Grièvement blessée à la tête, elle est aujourd'hui entre la vie et la mort. Mais l'homme a utilisé son arme en mode automatique et la rafale de 31 balles tirée en quelques secondes a fait six morts - dont une petite fille de 9 ans - et beaucoup d'autres blessés.
Assassinats de John et de Robert Kennedy et de Martin Luther King, dans les années 1960, attentat contre Ronald Reagan en 1981, attentat d'Oklahoma City en 1995 : l'Amérique contemporaine est familière de ce type de violence.
Elle est souvent le fait d'illuminés, mais elle peut aussi être rattachée au contexte politique de l'heure. Et c'est ce contexte qu'invoquent nombre d'observateurs - journalistes et dirigeants politiques - au lendemain du drame de Tucson. Ils incriminent le climat créé par la nouvelle droite républicaine, celle qui va peupler les rangs du nouveau Congrès.
Ils pointent du doigt certains commentateurs vedettes de la chaîne Fox News, les théories du complot et la diabolisation du gouvernement fédéral véhiculées par le mouvement Tea Party.
Bref, ils dénoncent la banalisation d'un discours de haine.

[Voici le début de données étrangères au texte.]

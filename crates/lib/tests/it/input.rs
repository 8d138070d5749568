use mathforge::{
    Document, MathObjectKind, Mode,
    defaults::DefaultTable,
    input::{InputError, merge_with_defaults, parse_document},
    path::{NodePath, Step},
    types::{
        CoefficientSettings, CombinationType, ExpressionSettings, NumberSet, Settings,
        TermSettings,
    },
};
use serde_json::json;

#[test]
fn test_partial_coefficient_is_completed() {
    let table = DefaultTable::builtin();
    let merged = merge_with_defaults(
        MathObjectKind::Coefficient,
        &json!({ "numberSet": "natural", "range": [5, -5] }),
        &table,
    )
    .expect("Failed to merge");

    let Settings::Coefficient(coefficient) = merged.settings else {
        panic!("expected a coefficient");
    };
    assert_eq!(coefficient.number_set, NumberSet::Natural);
    assert_eq!((coefficient.range.min(), coefficient.range.max()), (-5.0, 5.0));
    assert_eq!(merged.missing, vec!["representationType", "rules"]);
}

#[test]
fn test_complete_input_reports_nothing() {
    let table = DefaultTable::builtin();
    let full = serde_json::to_value(Settings::from(TermSettings::default())).unwrap();
    let merged =
        merge_with_defaults(MathObjectKind::Term, &full, &table).expect("Failed to merge");

    assert!(merged.missing.is_empty());
    assert_eq!(merged.settings, Settings::from(TermSettings::default()));
}

#[test]
fn test_untagged_expression_elements_are_classified() {
    let table = DefaultTable::builtin();
    let input = json!({
        "kind": "expression",
        "expressions": [
            { "coefficients": { "collectionCount": 2 }, "termIds": ["1"] },
            { "terms": [{ "termIds": ["3"] }], "combinationType": "multiplication" }
        ]
    });
    let merged =
        merge_with_defaults(MathObjectKind::Expression, &input, &table).expect("Failed to merge");

    let Settings::Expression(expression) = &merged.settings else {
        panic!("expected an expression");
    };
    assert_eq!(expression.expressions.len(), 2);
    assert_eq!(expression.combination_type, CombinationType::Addition);

    let first: Settings = expression.expressions[0].clone().into();
    let Settings::Term(term) = first else {
        panic!("expected a term");
    };
    assert_eq!(term.coefficients.coefficients.len(), 2);
    assert_eq!(term.term_ids, vec!["1", "0"]);
    assert_eq!(expression.expressions[1].kind(), MathObjectKind::Terms);

    assert!(merged.missing.contains(&"combinationType".to_string()));
    assert!(merged.missing.contains(&"expressions[0].coefficients.rules".to_string()));
    assert!(merged.missing.contains(&"expressions[0].power".to_string()));
    assert!(!merged.missing.iter().any(|key| key.ends_with("kind")));
}

#[test]
fn test_unknown_keys_are_dropped() {
    let table = DefaultTable::builtin();
    let merged = merge_with_defaults(
        MathObjectKind::Set,
        &json!({ "kind": "set", "name": "B", "legacyColor": "red" }),
        &table,
    )
    .expect("Failed to merge");

    let value = serde_json::to_value(&merged.settings).unwrap();
    assert!(value.get("legacyColor").is_none());
    assert_eq!(value["name"], "B");
}

#[test]
fn test_rejected_inputs() {
    let table = DefaultTable::builtin();

    let err = merge_with_defaults(MathObjectKind::Term, &json!([1, 2]), &table).unwrap_err();
    assert!(matches!(err, InputError::NotAnObject { found: "an array" }));

    let err = merge_with_defaults(MathObjectKind::Term, &json!({ "kind": "point" }), &table)
        .unwrap_err();
    assert!(err.is_kind_mismatch());

    let err = merge_with_defaults(MathObjectKind::Term, &json!({ "kind": "polygon" }), &table)
        .unwrap_err();
    assert!(err.is_kind_error());

    let err = merge_with_defaults(
        MathObjectKind::Coefficient,
        &json!({ "numberSet": "complex" }),
        &table,
    )
    .unwrap_err();
    assert!(err.is_invalid());

    let err: mathforge::Error = err.into();
    assert!(err.is_input_error());
    assert_eq!(err.module(), "input");
}

#[test]
fn test_parse_document_reads_record_metadata() {
    let table = DefaultTable::builtin();
    let record = json!({
        "settings": { "kind": "function", "functionName": "h" },
        "priority": 2,
        "dependency": "0-point",
        "example": "h(x) = 3x^2"
    });
    let imported = parse_document(&record, &table).expect("Failed to parse");

    assert_eq!(imported.input.kind(), MathObjectKind::Function);
    assert_eq!(imported.input.priority, 2);
    assert_eq!(imported.input.dependency, "0-point");
    assert_eq!(imported.input.example, "h(x) = 3x^2");
    assert!(imported.missing.contains(&"expression".to_string()));
}

#[test]
fn test_parse_document_accepts_bare_settings() {
    let table = DefaultTable::builtin();
    let imported =
        parse_document(&json!({ "kind": "interval" }), &table).expect("Failed to parse");
    assert_eq!(imported.input.kind(), MathObjectKind::Interval);
    assert_eq!(imported.input.priority, 0);
    assert!(imported.input.example.is_empty());

    let err = parse_document(&json!({ "settings": { "name": "A" } }), &table).unwrap_err();
    assert!(matches!(err, InputError::MissingKind));
}

#[test]
fn test_imported_two_sided_inequality_opens_in_complex_mode() {
    let table = DefaultTable::builtin();
    let record = json!({
        "settings": {
            "kind": "inequality",
            "inequalityType": "geq",
            "sides": [
                { "expressions": [{ "coefficients": {}, "termIds": ["1"] }] },
                { "expressions": [{ "terms": [{}, {}] }] }
            ]
        }
    });
    let imported = parse_document(&record, &table).expect("Failed to parse");
    let document = Document::from_input(imported.input).expect("Failed to open input");

    assert_eq!(document.get_mode(&NodePath::new()), Mode::Complex);
    let right = document
        .read(&NodePath::from([Step::Side(1)]))
        .expect("Failed to read side");
    let right = ExpressionSettings::try_from(right).expect("expected an expression");
    assert_eq!(right.expressions[0].kind(), MathObjectKind::Terms);

    let element = NodePath::from([Step::Side(0), Step::Element(0)]);
    assert_eq!(document.get_mode(&element), Mode::Simple);
    let coefficient = document
        .read(&element.child(Step::Coefficients).push(Step::Coefficient(0)))
        .expect("Failed to read coefficient");
    assert_eq!(coefficient, Settings::from(CoefficientSettings::default()));
}
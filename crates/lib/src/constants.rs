//! Constants used throughout the Mathforge library.
//!
//! This module provides central definitions for container path suffixes and the
//! numeric fallbacks used when user input has to be repaired.

/// Suffix appended when descending into a node's coefficient collection.
pub const COEFFICIENTS_SUFFIX: &str = "-coefficients";

/// Prefix of the suffix for one coefficient; the element index follows.
pub const COEFFICIENT_SUFFIX: &str = "-coefficient-";

/// Prefix of the suffix for one term of a `Terms` node; the element index follows.
pub const TERM_SUFFIX: &str = "-term-";

/// Prefix of the suffix for one element of an `Expression`; the element index follows.
pub const ELEMENT_SUFFIX: &str = "-expr-";

/// Prefix of the suffix for one side of an equation or inequality; the side index follows.
pub const SIDE_SUFFIX: &str = "-side-";

/// Suffix appended when descending into a function body.
pub const EXPRESSION_SUFFIX: &str = "-expression";

/// Exponent id written in place of a blank term id.
pub const BLANK_TERM_ID: &str = "0";

/// Lower range bound used when a range edit omits or garbles its minimum.
pub const FALLBACK_RANGE_MIN: f64 = 0.0;

/// Upper range bound used when a range edit omits or garbles its maximum.
pub const FALLBACK_RANGE_MAX: f64 = 10.0;

/// Largest value scanned when looking for a prime inside a range.
pub const PRIME_SCAN_LIMIT: i64 = 100;

/// Minimum expression count shown while an expression is locked under a simple relation.
pub const SIMPLE_RELATION_MIN_ELEMENTS: usize = 2;
//! Collection count synchronization.
//!
//! Several settings shapes pair a count with an array: a coefficient collection's
//! `collection_count` and `coefficients`, a term's coefficient count and its
//! `term_ids`. [`synchronize`] reconciles one array against a target length, and
//! [`CountSync`] wraps it for any [`Counted`] shape so that an explicit count edit and
//! a reactive repair after some other edit run through the same code path.

use tracing::debug;

use crate::{
    constants::BLANK_TERM_ID,
    types::{
        CoefficientSettings, CoefficientsSettings, ExpressionElement, ExpressionSettings, Mode,
        TermSettings, TermsSettings,
    },
};

/// Builds the item for a new slot, given the items so far and the node's mode.
pub type MakeItem<'a, T> = &'a dyn Fn(&[T], Mode) -> T;

/// Returns `items` resized to exactly `target` elements.
///
/// - Equal length: an equal copy.
/// - Too long: truncated from the end.
/// - Too short: each new slot is filled by `make_item` if supplied, else by a clone of
///   `items[0]` in `simple` mode, else by a clone of `default_item`.
///
/// `make_item` sees the array as built so far, including slots it already filled.
pub fn synchronize<T: Clone>(
    items: &[T],
    target: usize,
    default_item: &T,
    mode: Mode,
    make_item: Option<MakeItem<'_, T>>,
) -> Vec<T> {
    if items.len() >= target {
        return items[..target].to_vec();
    }

    let mut synced = Vec::with_capacity(target);
    synced.extend_from_slice(items);
    while synced.len() < target {
        let item = match (make_item, mode, items.first()) {
            (Some(make), _, _) => make(synced.as_slice(), mode),
            (None, Mode::Simple, Some(first)) => first.clone(),
            _ => default_item.clone(),
        };
        synced.push(item);
    }
    synced
}

/// A settings shape holding a count and an array that must match it.
pub trait Counted: Clone {
    /// Element type of the array.
    type Item: Clone;

    /// The count the array must match.
    fn count(&self) -> usize;

    /// Stores a new count. Shapes whose count is derived from elsewhere ignore this.
    fn set_count(&mut self, count: usize);

    /// The array.
    fn items(&self) -> &[Self::Item];

    /// Replaces the array.
    fn set_items(&mut self, items: Vec<Self::Item>);

    /// Whether the array length matches the count.
    fn is_synced(&self) -> bool {
        self.items().len() == self.count()
    }
}

/// Runs after a count change, with the previous and new array lengths.
pub type OnCountChange<'a, C> = &'a dyn Fn(&mut C, usize, usize);

/// Count synchronization for one [`Counted`] node.
///
/// [`CountSync::reconcile`] is the reactive trigger, run after any edit;
/// [`CountSync::set_count`] is the explicit trigger. Both resize the array with
/// [`synchronize`] and then run `on_count_change` if the length changed, so the
/// count, the array and any dependent field are written back together.
pub struct CountSync<'a, C: Counted> {
    default_item: C::Item,
    mode: Mode,
    make_item: Option<MakeItem<'a, C::Item>>,
    on_count_change: Option<OnCountChange<'a, C>>,
}

impl<'a, C: Counted> CountSync<'a, C> {
    /// Synchronizes with `default_item` as the fallback fill for `mode`.
    pub fn new(default_item: C::Item, mode: Mode) -> Self {
        Self {
            default_item,
            mode,
            make_item: None,
            on_count_change: None,
        }
    }

    /// Fills new slots with `make_item` instead of cloning.
    pub fn with_make_item(mut self, make_item: MakeItem<'a, C::Item>) -> Self {
        self.make_item = Some(make_item);
        self
    }

    /// Updates dependent fields whenever the length changes.
    pub fn on_count_change(mut self, hook: OnCountChange<'a, C>) -> Self {
        self.on_count_change = Some(hook);
        self
    }

    /// Repairs `current` if its array no longer matches its count.
    ///
    /// Returns `None` when nothing needed to change.
    pub fn reconcile(&self, current: &C) -> Option<C> {
        if current.is_synced() {
            return None;
        }
        Some(self.set_count(current, current.count()))
    }

    /// Sets the count to `count` and resizes the array to match.
    pub fn set_count(&self, current: &C, count: usize) -> C {
        let previous = current.items().len();
        let items = synchronize(
            current.items(),
            count,
            &self.default_item,
            self.mode,
            self.make_item,
        );
        let mut next = current.clone();
        next.set_count(count);
        next.set_items(items);

        let synced = next.items().len();
        if synced != previous {
            debug!(previous, count = synced, mode = %self.mode, "Resynchronized collection");
            if let Some(hook) = self.on_count_change {
                hook(&mut next, previous, synced);
            }
        }
        next
    }
}

impl Counted for CoefficientsSettings {
    type Item = CoefficientSettings;

    fn count(&self) -> usize {
        self.collection_count
    }

    fn set_count(&mut self, count: usize) {
        self.collection_count = count;
    }

    fn items(&self) -> &[CoefficientSettings] {
        &self.coefficients
    }

    fn set_items(&mut self, items: Vec<CoefficientSettings>) {
        self.coefficients = items;
    }
}

/// A term's exponent ids follow its coefficient count.
impl Counted for TermSettings {
    type Item = String;

    fn count(&self) -> usize {
        self.coefficients.collection_count
    }

    fn set_count(&mut self, _count: usize) {}

    fn items(&self) -> &[String] {
        &self.term_ids
    }

    fn set_items(&mut self, items: Vec<String>) {
        self.term_ids = items;
    }
}

impl Counted for TermsSettings {
    type Item = TermSettings;

    fn count(&self) -> usize {
        self.terms.len()
    }

    fn set_count(&mut self, _count: usize) {}

    fn items(&self) -> &[TermSettings] {
        &self.terms
    }

    fn set_items(&mut self, items: Vec<TermSettings>) {
        self.terms = items;
    }
}

impl Counted for ExpressionSettings {
    type Item = ExpressionElement;

    fn count(&self) -> usize {
        self.expressions.len()
    }

    fn set_count(&mut self, _count: usize) {}

    fn items(&self) -> &[ExpressionElement] {
        &self.expressions
    }

    fn set_items(&mut self, items: Vec<ExpressionElement>) {
        self.expressions = items;
    }
}

/// Fill for new exponent id slots.
pub fn blank_term_id(_items: &[String], _mode: Mode) -> String {
    BLANK_TERM_ID.to_string()
}
use super::{Container, NodeContext};
use crate::types::{FunctionName, FunctionSettings, VariableName};

impl FunctionSettings {
    pub fn with_function_name(&self, function_name: FunctionName) -> Self {
        Self {
            function_name,
            ..self.clone()
        }
    }

    pub fn with_variable_name(&self, variable_name: VariableName) -> Self {
        Self {
            variable_name,
            ..self.clone()
        }
    }
}

/// A function has no mode toggle and no invariant of its own; its body carries both.
impl Container for FunctionSettings {
    fn normalize(&self, _ctx: &NodeContext<'_>) -> Self {
        self.clone()
    }
}
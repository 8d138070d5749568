//! Interface mode transitions.
//!
//! Switching a node's mode registers the new mode, replaces the node with the
//! default for that mode, and copies back the fields its container preserves.
//! Leaf and collection kinds keep their key fields; composite kinds keep nothing,
//! so a round trip `simple -> complex -> simple` does not restore them.

use tracing::debug;

use super::Document;
use crate::{
    Result,
    containers::Container,
    path::{NodePath, Step},
    tree::TreeError,
    types::{Mode, Settings},
};

/// Copies the fields `current` keeps across a mode switch onto `base`.
fn preserve(current: &Settings, base: Settings) -> Settings {
    macro_rules! preserve_by_kind {
        ($($variant:ident),+) => {
            match (current, base) {
                $((Settings::$variant(old), Settings::$variant(new)) => old.preserve(new).into(),)+
                (_, base) => base,
            }
        };
    }
    preserve_by_kind!(
        Coefficient,
        Coefficients,
        Term,
        Terms,
        Expression,
        Function,
        Equation,
        Inequality,
        Point,
        Set,
        Interval
    )
}

impl Document {
    /// Switches the node at `path` to `mode`.
    ///
    /// Does nothing if the node is already in `mode`. Fails for kinds without a
    /// mode toggle.
    pub fn switch_mode(&mut self, path: &NodePath, mode: Mode) -> Result<()> {
        let ctx = self.context(path)?;
        let kind = ctx.kind;
        if !kind.supports_mode_toggle() {
            return Err(TreeError::ModeToggleUnsupported { kind }.into());
        }
        let previous = ctx.mode;
        if previous == mode {
            return Ok(());
        }
        let container = ctx.path.clone();

        let current = self.read(path)?;
        let base = self.defaults.get(kind, mode);
        let next = preserve(&current, base);

        self.modes.set_mode(container.as_str(), mode);
        if let Settings::Coefficients(coefficients) = &next {
            for index in 0..coefficients.coefficients.len() {
                self.modes
                    .set_mode(container.child(Step::Coefficient(index)).as_str(), mode);
            }
        }

        debug!(
            path = %container,
            kind = %kind,
            from = %previous,
            to = %mode,
            lossy = kind.is_lossy_on_mode_switch(),
            "Switching interface mode"
        );
        self.update(path, next)
    }

    /// Switches the node at `path` to the other mode and returns the new mode.
    pub fn toggle_mode(&mut self, path: &NodePath) -> Result<Mode> {
        let mode = self.get_mode(path).toggled();
        self.switch_mode(path, mode)?;
        Ok(mode)
    }
}
use tracing::trace;

use super::{Container, Controls, CountControl, NodeContext};
use crate::{
    collection::CountSync,
    types::{CombinationType, Power, TermSettings, TermsSettings},
};

impl TermsSettings {
    /// Sets the number of terms, at least 1.
    pub fn with_count(&self, ctx: &NodeContext<'_>, count: usize) -> Self {
        CountSync::<TermsSettings>::new(ctx.default_of::<TermSettings>(), ctx.mode)
            .set_count(self, count.max(1))
    }

    pub fn with_power(&self, exponent: i64, root: i64) -> Self {
        Self {
            power: Power::new(exponent, root),
            ..self.clone()
        }
    }

    pub fn with_power_order(&self, power_order: bool) -> Self {
        Self {
            power_order,
            ..self.clone()
        }
    }

    pub fn with_combination_type(&self, combination_type: CombinationType) -> Self {
        Self {
            combination_type,
            ..self.clone()
        }
    }
}

impl Container for TermsSettings {
    fn normalize(&self, ctx: &NodeContext<'_>) -> Self {
        let mut next = self.clone();
        if next.terms.is_empty() {
            next.terms.push(ctx.default_of::<TermSettings>());
        }
        trace!(path = %ctx.path, count = next.terms.len(), "Normalized terms");
        next
    }

    fn controls(&self, _ctx: &NodeContext<'_>) -> Controls {
        Controls {
            count: Some(CountControl {
                value: self.terms.len(),
                min: 1,
                locked: false,
            }),
            combination_options: CombinationType::ALL.to_vec(),
            ..Controls::default()
        }
    }
}
use std::collections::BTreeSet;

use tracing::trace;

use super::{
    Container, Controls, NodeContext,
    rules::{
        allowed_representations, default_representation, disabled_rules,
        representation_options, rules_compatible,
    },
};
use crate::types::{CoefficientRule, CoefficientSettings, Mode, NumberSet, Range, RepresentationType};

impl CoefficientSettings {
    /// Sets the number set. The representation follows on normalization.
    pub fn with_number_set(&self, number_set: NumberSet) -> Self {
        Self {
            number_set,
            ..self.clone()
        }
    }

    pub fn with_representation_type(&self, representation_type: RepresentationType) -> Self {
        Self {
            representation_type,
            ..self.clone()
        }
    }

    /// Sets the range from raw bounds, see [`Range::from_bounds`].
    pub fn with_range(&self, bounds: &[f64]) -> Self {
        let bounds: Vec<Option<f64>> = bounds.iter().copied().map(Some).collect();
        Self {
            range: Range::from_bounds(&bounds),
            ..self.clone()
        }
    }

    /// Selects `rule`, dropping selected rules it conflicts with.
    ///
    /// Selecting an already selected rule deselects it.
    pub fn toggle_rule(&self, rule: CoefficientRule) -> Self {
        let rules = if self.rules.contains(&rule) {
            self.rules.iter().copied().filter(|r| *r != rule).collect()
        } else {
            self.rules
                .iter()
                .copied()
                .filter(|existing| rules_compatible(*existing, rule))
                .chain(std::iter::once(rule))
                .collect()
        };
        Self {
            rules,
            ..self.clone()
        }
    }

    /// Replaces the rule selection as given.
    pub fn with_rules(&self, rules: impl IntoIterator<Item = CoefficientRule>) -> Self {
        Self {
            rules: rules.into_iter().collect(),
            ..self.clone()
        }
    }
}

impl Container for CoefficientSettings {
    fn normalize(&self, ctx: &NodeContext<'_>) -> Self {
        let representation_type = match ctx.mode {
            Mode::Simple => default_representation(self.number_set),
            Mode::Complex => {
                let allowed = allowed_representations(self.number_set);
                if allowed.contains(&self.representation_type) {
                    self.representation_type
                } else {
                    allowed
                        .first()
                        .copied()
                        .unwrap_or(RepresentationType::Decimal)
                }
            }
        };

        let disabled = disabled_rules(self.number_set, self.range, ctx.mode);
        let rules: BTreeSet<CoefficientRule> = self
            .rules
            .iter()
            .copied()
            .filter(|rule| !disabled.contains(rule))
            .collect();

        trace!(path = %ctx.path, mode = %ctx.mode, "Normalized coefficient");
        Self {
            representation_type,
            rules,
            ..self.clone()
        }
    }

    fn controls(&self, ctx: &NodeContext<'_>) -> Controls {
        Controls {
            representation_options: representation_options(self.number_set, ctx.mode),
            disabled_rules: disabled_rules(self.number_set, self.range, ctx.mode),
            ..Controls::default()
        }
    }

    fn preserve(&self, base: Self) -> Self {
        Self {
            number_set: self.number_set,
            range: self.range,
            ..base
        }
    }
}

Une haine qui vise Barack Obama et les démocrates. Ils stigmatisent les appels à "l'insurrection" pour en finir avec la "tyrannie" de Washington et de ses représentants.
Au bout de cette virulence verbale, il y aurait un jeune homme perturbé, nommé Jared Lee Lougher, qui s'en va un matin ensoleillé, pistolet autrichien Glock dans sa sacoche, ouvrir le feu sur la jeune élue démocrate de la circonscription...
Vrai sujet de réflexion : la violence verbale, exutoire ou prélude à la violence physique ? La radicalisation du discours politique dans certaines démocraties débouche-t-elle sur la violence physique ? A tout le moins, en accroît-elle le risque ?
Certes ce débat n'est pas spécifiquement américain, mais il y a tout de même une particularité américaine. Les Etats-Unis restent le seul pays au monde où les armes de poing les plus meurtrières sont en vente libre. Même quand l'acheteur a un passé judiciaire et psychiatrique. Et tel est le cas du jeune Loughner.
Ce qui frappe dans le débat en cours aux Etats-Unis, c'est le peu de place accordé à cette exception américaine qu'est l'accès libre aux armes à feu. Comme si les habitants de Etats-Unis avaient une fois pour toutes décidé d'assumer ce risque : vivre dans une nation où circulent 300 millions d'armes à feu.